Jarosław jot-Drużycki Jarosław jot-Drużycki
260
BLOG

Zaolzie: Ślązakowskie idee znad piwnej piany

Jarosław jot-Drużycki Jarosław jot-Drużycki Rozmaitości Obserwuj notkę 6

Dreszczyk emocji towarzyszy mi zawsze, ilekroć wchodzę do nieznanego lokalu, którego sława jest co najmniej wątpliwa. Zawsze wtedy siadam pod ścianą, w kącie, vis-á-vis drzwi. Może mało to strategiczne miejsce, ale przynajmniej wszystko mam na oku. Tak było i tym razem, w obskurnej knajpie pewnego zaolziańskiego miasteczka...

Nie upiłem jeszcze jednej trzeciej szklanicy, kiedy podchodzi do mnie dość postawny pięćdziesięciolatek. Nie potrafi uruchomić szafy grającej, a cholernie zależy mu na pewnej piosence Karela Gotta. Nie obsługiwałem takiego urządzenia, ale nie chcę w końcu robić przykrości trzy razy szerszemu w barach miłośnikowi czeskiego popu. Tyle, że tej jednej, jedynej, wymarzonej "písničky" nie ma. Kolega wybiera inny utwór. Sprawa załatwiona.

Załatwiona, ale nie do końca. Bo przecież nie chodziło bynajmniej o znalezienie jakiegoś tam szlagieru. Nie nie, to był li tylko knajpiany pretekst, aby się dosiąść, aby nawiązać osobistą relację nicią piwnej opowieści. Ach, dałem się podejść jak dziecko.
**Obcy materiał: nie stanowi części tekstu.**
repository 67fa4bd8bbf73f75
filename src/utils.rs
//! Common utilities
//!
//! This module contains shared utility functions and helpers:
//! - Logging configuration
//! - Panic handling
//! - Path management

pub mod logging;
pub mod panic;
pub mod paths;

// Re-export commonly used functions for backward compatibility
pub use logging::initialize_logging;
pub use panic::initialize_panic_handler;
pub use paths::{get_config_dir, get_data_dir, version};
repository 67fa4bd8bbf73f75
use crossterm::event::{KeyCode, KeyEvent, KeyEventKind, KeyModifiers};

use crate::{
    core::{
        msg::Msg,
        raw_msg::RawMsg,
        state::AppState,
        token::{Op, Token},
    },
    infrastructure::config::keybindings::AppCommand,
};

/// Translates raw external events into domain messages
/// This function is pure and contains no side effects
pub fn translate_raw_to_domain(raw: RawMsg, state: &AppState) -> Vec<Msg> {
    match raw {
        // System events - direct mapping
        RawMsg::Quit => vec![Msg::Quit],
        RawMsg::Suspend => vec![Msg::Suspend],
        RawMsg::Resume => vec![Msg::Resume],
        RawMsg::Resize(width, height) => vec![Msg::Resize(width, height)],

        // User input - chrome bindings first, then the token vocabulary
        RawMsg::Key(key) => translate_key_event(key, state),

        // Pointer activation arrives pre-resolved from the keypad
        RawMsg::Token(token) => vec![Msg::Token(token)],

        // System events
        RawMsg::Error(error) => vec![Msg::Error(error)],

        // Ignore frequent system events in domain layer
        RawMsg::Tick | RawMsg::Render => vec![],
    }
}

/// Translates keyboard input to domain events. Configured chrome bindings
/// (quit, suspend) take precedence over the fixed calculator key mapping.
fn translate_key_event(key: KeyEvent, state: &AppState) -> Vec<Msg> {
    if key.kind == KeyEventKind::Release {
        return vec![];
    }

    // Normalize away kind/state so lookups match the parsed config bindings.
    let chord = KeyEvent::new(key.code, key.modifiers);
    if let Some(command) = state.config.config.keybindings.get(&chord) {
        return match command {
            AppCommand::Quit => vec![Msg::Quit],
            AppCommand::Suspend => vec![Msg::Suspend],
        };
    }

    match token_for_key(key) {
        Some(token) => vec![Msg::Token(token)],
        None => vec![],
    }
}

/// The physical-key mapping of the token vocabulary. `*` is an alias for
/// multiply and Enter for `=`; every key not listed here is ignored.
pub fn token_for_key(key: KeyEvent) -> Option<Token> {
    if key
        .modifiers
        .intersects(KeyModifiers::CONTROL | KeyModifiers::ALT)
    {
        return None;
    }

    match key.code {
        KeyCode::Char(c @ '0'..='9') => Token::digit(c),
        KeyCode::Char('+') => Some(Token::Op(Op::Add)),
        KeyCode::Char('-') => Some(Token::Op(Op::Subtract)),
        KeyCode::Char('*') => Some(Token::Op(Op::Multiply)),
        KeyCode::Char('/') => Some(Token::Op(Op::Divide)),
        KeyCode::Char('=') | KeyCode::Enter => Some(Token::Equals),
        KeyCode::Char('.') => Some(Token::Decimal),
        KeyCode::Char('%') => Some(Token::Percent),
        KeyCode::Backspace => Some(Token::Backspace),
        KeyCode::Esc => Some(Token::Clear),
        _ => None,
    }
}

#[cfg(test)]
mod tests {
    use pretty_assertions::assert_eq;
    use rstest::rstest;

    use super::*;

    fn key(code: KeyCode) -> KeyEvent {
        KeyEvent::new(code, KeyModifiers::NONE)
    }

    #[rstest]
    #[case(KeyCode::Char('7'), Token::Digit(7))]
    #[case(KeyCode::Char('0'), Token::Digit(0))]
    #[case(KeyCode::Char('+'), Token::Op(Op::Add))]
    #[case(KeyCode::Char('-'), Token::Op(Op::Subtract))]
    #[case(KeyCode::Char('*'), Token::Op(Op::Multiply))]
    #[case(KeyCode::Char('/'), Token::Op(Op::Divide))]
    #[case(KeyCode::Char('='), Token::Equals)]
    #[case(KeyCode::Enter, Token::Equals)]
    #[case(KeyCode::Char('.'), Token::Decimal)]
    #[case(KeyCode::Char('%'), Token::Percent)]
    #[case(KeyCode::Backspace, Token::Backspace)]
    #[case(KeyCode::Esc, Token::Clear)]
    fn test_token_for_key(#[case] code: KeyCode, #[case] expected: Token) {
        assert_eq!(token_for_key(key(code)), Some(expected));
    }

    #[rstest]
    #[case(KeyCode::Char('a'))]
    #[case(KeyCode::Char('x'))]
    #[case(KeyCode::Tab)]
    #[case(KeyCode::Left)]
    #[case(KeyCode::F(1))]
    fn test_unmapped_keys_are_ignored(#[case] code: KeyCode) {
        assert_eq!(token_for_key(key(code)), None);
    }

    #[test]
    fn test_control_modifier_blocks_tokens() {
        let event = KeyEvent::new(KeyCode::Char('5'), KeyModifiers::CONTROL);
        assert_eq!(token_for_key(event), None);
    }

    #[test]
    fn test_shifted_plus_still_maps() {
        // Many layouts report '+' together with SHIFT.
        let event = KeyEvent::new(KeyCode::Char('+'), KeyModifiers::SHIFT);
        assert_eq!(token_for_key(event), Some(Token::Op(Op::Add)));
    }

    #[test]
    fn test_key_translates_to_token_msg() {
        let state = AppState::default();
        let msgs = translate_raw_to_domain(RawMsg::Key(key(KeyCode::Char('3'))), &state);
        assert_eq!(msgs, vec![Msg::Token(Token::Digit(3))]);
    }

    #[test]
    fn test_chrome_binding_takes_precedence() {
        let mut state = AppState::default();
        let chord = KeyEvent::new(KeyCode::Char('c'), KeyModifiers::CONTROL);
        state
            .config
            .config
            .keybindings
            .insert(chord, AppCommand::Quit);

        let msgs = translate_raw_to_domain(RawMsg::Key(chord), &state);
        assert_eq!(msgs, vec![Msg::Quit]);
    }

    #[test]
    fn test_tick_and_render_are_dropped() {
        let state = AppState::default();
        assert!(translate_raw_to_domain(RawMsg::Tick, &state).is_empty());
        assert!(translate_raw_to_domain(RawMsg::Render, &state).is_empty());
    }
}
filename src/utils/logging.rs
//! Logging utilities

use color_eyre::eyre::Result;
use tracing_error::ErrorLayer;
use tracing_subscriber::{
    self, prelude::__tracing_subscriber_SubscriberExt, util::SubscriberInitExt, Layer,
};

use super::paths::{get_data_dir, LOG_ENV, LOG_FILE};

pub fn initialize_logging() -> Result<()> {
    let directory = get_data_dir();
    std::fs::create_dir_all(directory.clone())?;
    let log_path = directory.join(LOG_FILE.clone());
    let log_file = std::fs::File::create(&log_path)?;
    std::env::set_var(
        "RUST_LOG",
        std::env::var("RUST_LOG")
            .or_else(|_| std::env::var(LOG_ENV.clone()))
            .unwrap_or_else(|_| format!("{}=info", env!("CARGO_CRATE_NAME"))),
    );
    let file_subscriber = tracing_subscriber::fmt::layer()
        .with_file(true)
        .with_line_number(true)
        .with_writer(log_file)
        .with_target(false)
        .with_ansi(false)
        .with_filter(tracing_subscriber::filter::EnvFilter::from_default_env());
    tracing_subscriber::registry()
        .with(file_subscriber)
        .with(ErrorLayer::default())
        .init();
    Ok(())
}

/// Similar to the `std::dbg!` macro, but generates `tracing` events rather
/// than printing to stdout.
///
/// By default, the verbosity level for the generated events is `DEBUG`, but
/// this can be customized.
#[macro_export]
macro_rules! trace_dbg {
    (target: $target:expr, level: $level:expr, $ex:expr) => {{
        match $ex {
            value => {
                tracing::event!(target: $target, $level, ?value, stringify!($ex));
                value
            }
        }
    }};
    (level: $level:expr, $ex:expr) => {
        trace_dbg!(target: module_path!(), level: $level, $ex)
    };
    (target: $target:expr, $ex:expr) => {
        trace_dbg!(target: $target, level: tracing::Level::DEBUG, $ex)
    };
    ($ex:expr) => {
        trace_dbg!(level: tracing::Level::DEBUG, $ex)
    };
}
pub mod keybindings;
pub mod styles;

use std::path::PathBuf;

use config::ConfigError;
use serde::Deserialize;

use crate::utils::paths::{get_config_dir, get_data_dir};

pub use keybindings::{AppCommand, KeyBindings};
pub use styles::Styles;

const CONFIG: &str = include_str!("../../.config/config.json5");

#[derive(Clone, Debug, Deserialize, Default)]
pub struct AppConfig {
    #[serde(default)]
    pub _data_dir: PathBuf,
    #[serde(default)]
    pub _config_dir: PathBuf,
}

#[derive(Clone, Debug, Default, Deserialize)]
pub struct Config {
    #[serde(default, flatten)]
    pub config: AppConfig,
    #[serde(default)]
    pub keybindings: KeyBindings,
    #[serde(default)]
    pub styles: Styles,
}

impl Config {
    /// Load configuration: embedded defaults, overlaid by whichever config
    /// files exist in the config dir. A missing user config is fine; the
    /// calculator runs with the embedded defaults.
    pub fn new() -> Result<Self, ConfigError> {
        let default_config: Config = json5::from_str(CONFIG)
            .map_err(|e| ConfigError::Message(format!("Failed to load default config: {e}")))?;
        let data_dir = get_data_dir();
        let config_dir = get_config_dir();
        let mut builder = config::Config::builder()
            .set_default("_data_dir", data_dir.to_str().unwrap_or_default())?
            .set_default("_config_dir", config_dir.to_str().unwrap_or_default())?;

        let config_files = [
            ("config.json5", config::FileFormat::Json5),
            ("config.json", config::FileFormat::Json),
            ("config.yaml", config::FileFormat::Yaml),
            ("config.toml", config::FileFormat::Toml),
            ("config.ini", config::FileFormat::Ini),
        ];
        for (file, format) in &config_files {
            builder = builder.add_source(
                config::File::from(config_dir.join(file))
                    .format(*format)
                    .required(false),
            );
        }

        let mut cfg: Self = builder.build()?.try_deserialize()?;

        // Merge defaults underneath the user's bindings and styles.
        for (key, command) in default_config.keybindings.iter() {
            cfg.keybindings.entry(*key).or_insert_with(|| command.clone());
        }
        for (name, style) in default_config.styles.iter() {
            cfg.styles.entry(name.clone()).or_insert(*style);
        }

        Ok(cfg)
    }
}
Nie będzie już mej ulubionej obserwacji knajpianych gąb, nie będzie wyławiania pojedynczych słów z ogólnego gwaru. Pozostanie jedynie barczysty Pavel - bo tak nazwę mego nowego kompana - jego baczne spojrzenie i nieustający słowotok.
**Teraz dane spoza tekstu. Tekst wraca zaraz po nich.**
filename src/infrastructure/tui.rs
use std::{
    ops::{Deref, DerefMut},
    time::Duration,
};

use color_eyre::eyre::Result;
use crossterm::{
    cursor,
    event::{
        DisableBracketedPaste, DisableMouseCapture, EnableBracketedPaste, EnableMouseCapture,
        Event as CrosstermEvent, EventStream, KeyEvent, KeyEventKind, MouseEvent,
    },
    terminal::{EnterAlternateScreen, LeaveAlternateScreen},
};
use futures::{FutureExt, StreamExt};
use ratatui::backend::CrosstermBackend as Backend;
use serde::{Deserialize, Serialize};
use tokio::{
    sync::mpsc::{self, UnboundedReceiver, UnboundedSender},
    task::JoinHandle,
};
use tokio_util::sync::CancellationToken;

pub type IO = std::io::Stdout;
pub fn io() -> IO {
    std::io::stdout()
}
pub type Frame<'a> = ratatui::Frame<'a>;

#[derive(Clone, Debug, Serialize, Deserialize)]
pub enum Event {
    Init,
    Quit,
    Error,
    Closed,
    Tick,
    Render,
    FocusGained,
    FocusLost,
    Paste(String),
    Key(KeyEvent),
    Mouse(MouseEvent),
    Resize(u16, u16),
}

/// Terminal wrapper: raw mode, alternate screen and an async event pump
/// producing ticks, render frames and crossterm input events.
pub struct Tui {
    pub terminal: ratatui::Terminal<Backend<IO>>,
    pub task: JoinHandle<()>,
    pub cancellation_token: CancellationToken,
    pub event_rx: UnboundedReceiver<Event>,
    pub event_tx: UnboundedSender<Event>,
    pub frame_rate: f64,
    pub tick_rate: f64,
    pub mouse: bool,
    pub paste: bool,
}

impl Tui {
    pub fn new() -> Result<Self> {
        let terminal = ratatui::Terminal::new(Backend::new(io()))?;
        let (event_tx, event_rx) = mpsc::unbounded_channel();
        let cancellation_token = CancellationToken::new();
        let task = tokio::spawn(async {});
        Ok(Self {
            terminal,
            task,
            cancellation_token,
            event_rx,
            event_tx,
            frame_rate: 30.0,
            tick_rate: 4.0,
            mouse: false,
            paste: false,
        })
    }

    pub fn tick_rate(mut self, tick_rate: f64) -> Self {
        self.tick_rate = tick_rate;
        self
    }

    pub fn frame_rate(mut self, frame_rate: f64) -> Self {
        self.frame_rate = frame_rate;
        self
    }

    pub fn mouse(mut self, mouse: bool) -> Self {
        self.mouse = mouse;
        self
    }

    pub fn paste(mut self, paste: bool) -> Self {
        self.paste = paste;
        self
    }

    pub fn start(&mut self) {
        let tick_delay = Duration::from_secs_f64(1.0 / self.tick_rate);
        let render_delay = Duration::from_secs_f64(1.0 / self.frame_rate);
        self.cancel();
        self.cancellation_token = CancellationToken::new();
        let cancellation_token = self.cancellation_token.clone();
        let event_tx = self.event_tx.clone();
        self.task = tokio::spawn(async move {
            let mut reader = EventStream::new();
            let mut tick_interval = tokio::time::interval(tick_delay);
            let mut render_interval = tokio::time::interval(render_delay);
            let _ = event_tx.send(Event::Init);
            loop {
                let tick = tick_interval.tick();
                let render = render_interval.tick();
                let crossterm_event = reader.next().fuse();
                let event = tokio::select! {
                    _ = cancellation_token.cancelled() => break,
                    maybe_event = crossterm_event => match maybe_event {
                        Some(Ok(evt)) => match evt {
                            CrosstermEvent::Key(key) if key.kind == KeyEventKind::Press => {
                                Some(Event::Key(key))
                            }
                            CrosstermEvent::Key(_) => None,
                            CrosstermEvent::Mouse(mouse) => Some(Event::Mouse(mouse)),
                            CrosstermEvent::Resize(x, y) => Some(Event::Resize(x, y)),
                            CrosstermEvent::FocusGained => Some(Event::FocusGained),
                            CrosstermEvent::FocusLost => Some(Event::FocusLost),
                            CrosstermEvent::Paste(s) => Some(Event::Paste(s)),
                        },
                        Some(Err(_)) => Some(Event::Error),
                        None => None,
                    },
                    _ = tick => Some(Event::Tick),
                    _ = render => Some(Event::Render),
                };
                if let Some(event) = event {
                    if event_tx.send(event).is_err() {
                        break;
                    }
                }
            }
        });
    }

    pub fn stop(&self) -> Result<()> {
        self.cancel();
        let mut counter = 0;
        while !self.task.is_finished() {
            std::thread::sleep(Duration::from_millis(1));
            counter += 1;
            if counter > 50 {
                self.task.abort();
            }
            if counter > 100 {
                log::error!("Failed to abort task in 100 milliseconds for unknown reason");
                break;
            }
        }
        Ok(())
    }

    pub fn enter(&mut self) -> Result<()> {
        crossterm::terminal::enable_raw_mode()?;
        crossterm::execute!(io(), EnterAlternateScreen, cursor::Hide)?;
        if self.mouse {
            crossterm::execute!(io(), EnableMouseCapture)?;
        }
        if self.paste {
            crossterm::execute!(io(), EnableBracketedPaste)?;
        }
        self.start();
        Ok(())
    }

    pub fn exit(&mut self) -> Result<()> {
        self.stop()?;
        if crossterm::terminal::is_raw_mode_enabled()? {
            self.flush()?;
            if self.paste {
                crossterm::execute!(io(), DisableBracketedPaste)?;
            }
            if self.mouse {
                crossterm::execute!(io(), DisableMouseCapture)?;
            }
            crossterm::execute!(io(), LeaveAlternateScreen, cursor::Show)?;
            crossterm::terminal::disable_raw_mode()?;
        }
        Ok(())
    }

    pub fn cancel(&self) {
        self.cancellation_token.cancel();
    }

    pub fn suspend(&mut self) -> Result<()> {
        self.exit()?;
        #[cfg(not(windows))]
        signal_hook::low_level::raise(signal_hook::consts::signal::SIGTSTP)?;
        Ok(())
    }

    pub fn resume(&mut self) -> Result<()> {
        self.enter()?;
        Ok(())
    }

    pub async fn next(&mut self) -> Option<Event> {
        self.event_rx.recv().await
    }
}

impl Deref for Tui {
    type Target = ratatui::Terminal<Backend<IO>>;

    fn deref(&self) -> &Self::Target {
        &self.terminal
    }
}

impl DerefMut for Tui {
    fn deref_mut(&mut self) -> &mut Self::Target {
        &mut self.terminal
    }
}

impl Drop for Tui {
    fn drop(&mut self) {
        let _ = self.exit();
    }
}

/// Best-effort terminal restoration for the panic hook, which cannot rely
/// on a live `Tui` instance.
pub fn restore() -> Result<()> {
    if crossterm::terminal::is_raw_mode_enabled()? {
        crossterm::execute!(
            io(),
            DisableMouseCapture,
            LeaveAlternateScreen,
            cursor::Show
        )?;
        crossterm::terminal::disable_raw_mode()?;
    }
    Ok(())
}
Pavel fedruje w jednej z kopalń Zaglębia Ostrawsko-Karwińskiego, ale teraz jest na zwolnieniu lekarskim. Miał wypadek. Niedoświadczony młody górnik włączył taśmociąg, kiedy ten sprawdzał urządzenie. Maszyna porwała go i cudem - jak powiada - uniknął śmierci.
- Myślałem, że go zabiję. Ale potem ochłonąłem. To był młody synek. Kelner. Co on wie o kopalni. Przyjechał zarobić te parę koron. Żal mi go. Nawet szefowi, który chciał go wywalić z roboty powiedziałem, by dał spokój. Ale wiesz, to był Polak. I jak usłyszałem, że mówisz po polsku...
Już klnę, że usiadłem tak nieszczęśliwie z dala do drzwi…
 -...to przypomniałem sobie, jak dwa tygodnie po tym wypadku w restauracji K. rzuciłem się na turystę z Polski.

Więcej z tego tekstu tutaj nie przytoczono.